Serie D – Andrea Usai, un gol per l’impresa: “In alto a trent’anni? Perché mi diverto…”
Quello di Fondi, che ha dato al Latte Dolce tre punti pesantissimi e contro pronostico, è stato per Andrea Usai il primo gol realizzato da quando è diventato papà. Una gioia indescrivibile, che l’agognata salvezza con la maglia dei sassaresi potrà soltanto avvicinare. Ma il traguardo per i ragazzi di Pierluigi Scotto è vicino, seppur tutto da conquistare, alla luce del viatico intrapreso nell’ultimo mese.
Quanti rimpianti ci sono per i punti persi per strada che oggi vi farebbero stare tranquilli? “Senza dubbio guardando indietro c’è da mangiarsi se non le mani qualche dita. Abbiamo preso coscienza dei nostri mezzi, anche se ce l’avevamo già dall’inizio del campionato. I due punti persi a Selargius, oppure in altre circostanze dove meritavamo almeno il pareggio e siamo usciti dal campo a mani vuote, sicuramente pesano, ma ormai è acqua passata. Siamo abituati a lavorare a testa alta, andando a rompere le scatole anche a qualche squadra più blasonata”.
A proposito, arriva la Lupa Roma. Non avete nulla da perdere… “Adesso siamo fuori dalla zona playout, ma il campionato è duro e di partite facili da qui alla fine ce ne saranno ben poche. La Lupa Roma è una squadra allestita per vincere il campionato, a livello di budget e di valori tecnici non c’entra nulla con la Serie D, e si possono considerare senza dubbio superiori. Sarà dura, ma noi ci proveremo, riteniamo di potercela giocare contro chiunque, senza presunzione. Dobbiamo fare più punti possibile, se arriveranno contro una squadra di caratura superiore come la Lupa Roma tanto meglio”.
Con che spirito vi siete approcciati ad un campionato del tutto nuovo per molti di voi, compreso Usai? “Sapevamo che sarebbe stato un campionato difficilissimo. Molti meritavano da tempo la Serie D, i tanti giovani che abbiamo in rosa credo possano ambire al professionismo. Riusciamo a sopperire al deficit di esperienza grazie alla preparazione del mister, che studia tanto, conosce e ci fa conoscere gli avversari di turno. La nostra vittoria sarà la salvezza, sulla quale nessuno avrebbe scommesso un euro e che ora è alla portata, facendo tutti gli scongiuri”.
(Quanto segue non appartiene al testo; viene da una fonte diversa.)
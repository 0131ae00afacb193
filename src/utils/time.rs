use std::{fmt::Display, str::FromStr};

use anyhow::anyhow;
use chrono::{Duration, NaiveDate, NaiveDateTime, NaiveTime, Timelike};

/// This is the standard way of converting a timestamp to a string in workclock. It is used both
/// for the ledger file and for reports.
pub const TIMESTAMP_FORMAT: &str = "%Y-%m-%d %H:%M:%S";

const SECONDS_PER_HOUR: i64 = 3600;
const SECONDS_PER_MINUTE: i64 = 60;

pub fn format_timestamp(time: NaiveDateTime) -> String {
    time.format(TIMESTAMP_FORMAT).to_string()
}

pub fn parse_timestamp(value: &str) -> Result<NaiveDateTime, chrono::ParseError> {
    NaiveDateTime::parse_from_str(value.trim(), TIMESTAMP_FORMAT)
}

/// Formats a duration as `H:MM:SS`. Hours are not wrapped into days.
pub fn format_duration(v: Duration) -> String {
    let total = v.num_seconds();
    let sign = if total < 0 { "-" } else { "" };
    let total = total.abs();
    format!(
        "{sign}{}:{:02}:{:02}",
        total / SECONDS_PER_HOUR,
        total % SECONDS_PER_HOUR / SECONDS_PER_MINUTE,
        total % SECONDS_PER_MINUTE
    )
}

/// An `HH:MM` time of day used for correcting a forgotten punch. It is always applied to the
/// current date, there is no way to reach into previous days.
#[derive(Debug, Clone, Copy, PartialEq, Eq, PartialOrd, Ord)]
pub struct TimeOfDay(NaiveTime);

impl TimeOfDay {
    pub fn new_opt(hour: u32, minute: u32) -> Option<Self> {
        NaiveTime::from_hms_opt(hour, minute, 0).map(Self)
    }

    pub fn on(&self, date: NaiveDate) -> NaiveDateTime {
        date.and_time(self.0)
    }
}

impl Display for TimeOfDay {
    fn fmt(&self, f: &mut std::fmt::Formatter<'_>) -> std::fmt::Result {
        write!(f, "{:02}:{:02}", self.0.hour(), self.0.minute())
    }
}

impl FromStr for TimeOfDay {
    type Err = anyhow::Error;

    fn from_str(s: &str) -> Result<Self, Self::Err> {
        let (hour, minute) = s
            .trim()
            .split_once(':')
            .ok_or_else(|| anyhow!("Expected 24-hour time as HH:MM, got {s:?}"))?;
        let hour = hour.parse::<u32>()?;
        let minute = minute.parse::<u32>()?;
        TimeOfDay::new_opt(hour, minute)
            .ok_or_else(|| anyhow!("{s:?} is not a valid 24-hour time of day"))
    }
}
Qual è l’arma letale di questo Latte Dolce? “L’organizzazione, difensiva ma direi generale. Davanti abbiamo giocatori come Falchi e Delizos, oltre a me che ho ritrovato il gol e sono in un buon momento. Cerchiamo di difenderci e poi con le nostre punte proviamo a pungere quando ce lo permettono, come avvenuto domenica. L’organizzazione è l’arma migliore, quando riesci a non sfilacciarti sei sicuramente avvantaggiato. Il mister è molto meticoloso e ci ha inculcato la cultura del lavoro”.
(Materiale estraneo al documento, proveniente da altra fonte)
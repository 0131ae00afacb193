//! Results of punch operations. They carry raw values only, rendering is up to the caller.

use chrono::{Duration, NaiveDateTime};
use serde::Serialize;

use crate::ledger::{ProjectName, Punch};

#[derive(PartialEq, Eq, Debug, Clone, Serialize)]
pub struct ClockInReport {
    pub project: ProjectName,
    pub time_in: NaiveDateTime,
    pub created: bool,
    /// Total before this punch, the new punch has no duration yet.
    #[serde(with = "duration_ser")]
    pub total: Duration,
}

#[derive(PartialEq, Eq, Debug, Clone, Serialize)]
pub struct ClockOutReport {
    pub project: ProjectName,
    pub time_in: NaiveDateTime,
    pub time_out: NaiveDateTime,
    #[serde(with = "duration_ser")]
    pub punch: Duration,
    #[serde(with = "duration_ser")]
    pub total: Duration,
}

#[derive(PartialEq, Eq, Debug, Clone, Serialize)]
pub struct ProjectTotal {
    pub project: ProjectName,
    #[serde(with = "duration_ser")]
    pub total: Duration,
}

#[derive(PartialEq, Eq, Debug, Clone, Serialize)]
#[serde(tag = "kind", rename_all = "snake_case")]
pub enum SwitchReport {
    /// Clocked out, only the last project changed.
    Renamed {
        from: Option<ProjectTotal>,
        to: ProjectTotal,
        created: bool,
        now: NaiveDateTime,
    },
    /// Clocked in, the running punch moved to another project.
    Switched {
        clock_out: ClockOutReport,
        clock_in: ClockInReport,
    },
}

#[derive(PartialEq, Eq, Debug, Clone, Serialize)]
#[serde(tag = "status", rename_all = "snake_case")]
pub enum StatusReport {
    NoHistory,
    ClockedOut {
        project: ProjectName,
        #[serde(with = "duration_ser")]
        total: Duration,
    },
    ClockedIn {
        project: ProjectName,
        time_in: NaiveDateTime,
        now: NaiveDateTime,
        /// Includes the running punch.
        #[serde(with = "duration_ser")]
        total: Duration,
        #[serde(with = "duration_ser")]
        current_punch: Duration,
    },
}

#[derive(PartialEq, Eq, Debug, Clone, Serialize)]
pub struct ProjectReport {
    pub project: ProjectName,
    /// False when the project has never been clocked into or switched to.
    pub exists: bool,
    pub is_current: bool,
    pub clocked_in: bool,
    /// Project that is clocked in instead of this one.
    pub active_project: Option<ProjectName>,
    /// Includes the running punch.
    #[serde(with = "duration_ser")]
    pub total: Duration,
    #[serde(with = "option_duration_ser")]
    pub current_punch: Option<Duration>,
    pub punch_count: usize,
    pub punches: Vec<Punch>,
}

#[derive(PartialEq, Eq, Debug, Clone, Serialize)]
pub struct ListEntry {
    pub project: ProjectName,
    /// Closed punches only.
    #[serde(with = "duration_ser")]
    pub total: Duration,
    /// Duration of the running punch, shown next to the total.
    #[serde(with = "option_duration_ser")]
    pub running: Option<Duration>,
}

#[derive(PartialEq, Eq, Debug, Clone, Serialize)]
pub struct ListReport {
    pub last_project: Option<ProjectName>,
    pub clocked_in: bool,
    pub projects: Vec<ListEntry>,
}

mod duration_ser {
    use chrono::Duration;
    use serde::Serializer;

    pub fn serialize<S>(duration: &Duration, serializer: S) -> Result<S::Ok, S::Error>
    where
        S: Serializer,
    {
        serializer.serialize_i64(duration.num_seconds())
    }
}

mod option_duration_ser {
    use chrono::Duration;
    use serde::Serializer;

    pub fn serialize<S>(duration: &Option<Duration>, serializer: S) -> Result<S::Ok, S::Error>
    where
        S: Serializer,
    {
        match duration {
            Some(v) => serializer.serialize_some(&v.num_seconds()),
            None => serializer.serialize_none(),
        }
    }
}
//!  The ledger is organized through [store::LedgerFileStore].
//!  The basic idea is:
//!   - All punches live in a single human editable text file, see [codec].
//!   - Each project owns an ordered list of punches, only the last one can be open.
//!   - Totals are never stored authoritatively, they are always computed from punches.

pub mod codec;
pub mod entities;
pub mod error;
pub mod store;

pub use entities::{ClockState, Ledger, ProjectName, ProjectRecord, Punch};
pub use error::LedgerError;
pub use store::{LedgerFileStore, LedgerStore};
Che giudizio dai del momento nero del calcio sardo in Serie D? “Non me l’aspettavo, eravamo quelli considerati spacciati e vedere altre formazioni blasonate (non solo sarde) indietro rispetto a noi fa un certo effetto. La situazione delle squadre sarde è brutta, ma testimonia che avere grandi nomi non assicura risultati. Nella migliore delle ipotesi credo che un’altra formazione sarda accompagnerà il Porto Torres, ma potrebbe anche andare peggio. Penso che molte squadre sarde sbaglino nel non valorizzare i vivai come fa il Latte Dolce, che ha un’età media tra le più basse di tutta la Serie D”.
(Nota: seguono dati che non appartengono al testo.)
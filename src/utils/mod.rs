pub mod clock;
pub mod dir;
pub mod logging;
pub mod time;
Vivaio di via Leoncavallo che non è solo Masala. Chi ti sta colpendo maggiormente? “Sicuramente Alessandro non ha bisogno di presentazioni. Mi piace però parlare di gente come Gambella e Chessa, che secondo me starebbero bene anche in categorie superiori. E’ vero che giocano perché fuori quota, ma io li farei giocare entrambi a prescindere. Gambella è un esterno difensivo che ha grande intelligenza calcistica, sa fare tante cose. Chessa è un difensore centrale difficile da trovare tra i più giovani. La difesa e i pochi gol subiti sono anche un indice della qualità di questi due ragazzi. Li associo a Masala, senza esagerare, per quanto riguarda un potenziale futuro radioso”.
Cosa rispondi a quelli che collegano i vostri risultati al campo in cui giocate? “Sicuramente nelle due stagioni concluse con le vittorie dei campionati (Promozione ed Eccellenza ndr) è stato un vantaggio, quest’anno no. Anzi, contro squadre organizzate come quelle che trovi in Serie D fai fatica a trovare spazi. In trasferta quest’anno abbiamo giocato bene, ottenendo risultati su campi ampi dove potevamo giocare sulle fasce, fraseggiare e distenderci. Speriamo da domenica di cambiare tendenza, non sarebbe male (ride ndr)”.
Usai, classico giocare che dove lo metti sta, l’uomo che tutti gli allenatori vorrebbero… “Non devo essere io a dirlo. Sicuramente il mister mi ha sempre dato fiducia, lui dal centrocampo in su mi ha provato un po’ dappertutto e io mi sono sempre messo a disposizione. Sono contento di quello che sto facendo, al mio primo campionato di Serie D. Manca solo la ciliegina della salvezza. Io dove mi mettono gioco e cerco di dare tutto. Mi reputo un trequartista, ma ho giocato anche in mediana e di punta, non mi sono fatto mancare niente”.
Quanto ti rode essere arrivato a questo livello solo a trent’anni? “Arrivati a questo punto, ad essere onesto, qualche rimpianto c’è. Anche perché fino ai 23 anni sono stato costretto a rimanere in Seconda Categoria (prigioniero della Wilier ndr). Nel mio piccolo qualche soddisfazione sono riuscito a togliermela, e forse quegli anni in Seconda Categoria mi hanno forgiato. Alla fine a 30 anni sono arrivato in Serie D. Non guardo troppo indietro sennò c’è solo da mangiarsi le mani. Ho sempre visto il calcio come un divertimento e mai come un lavoro. Forse è anche questa filosofia che mi ha permesso di arrivare dove sono adesso”.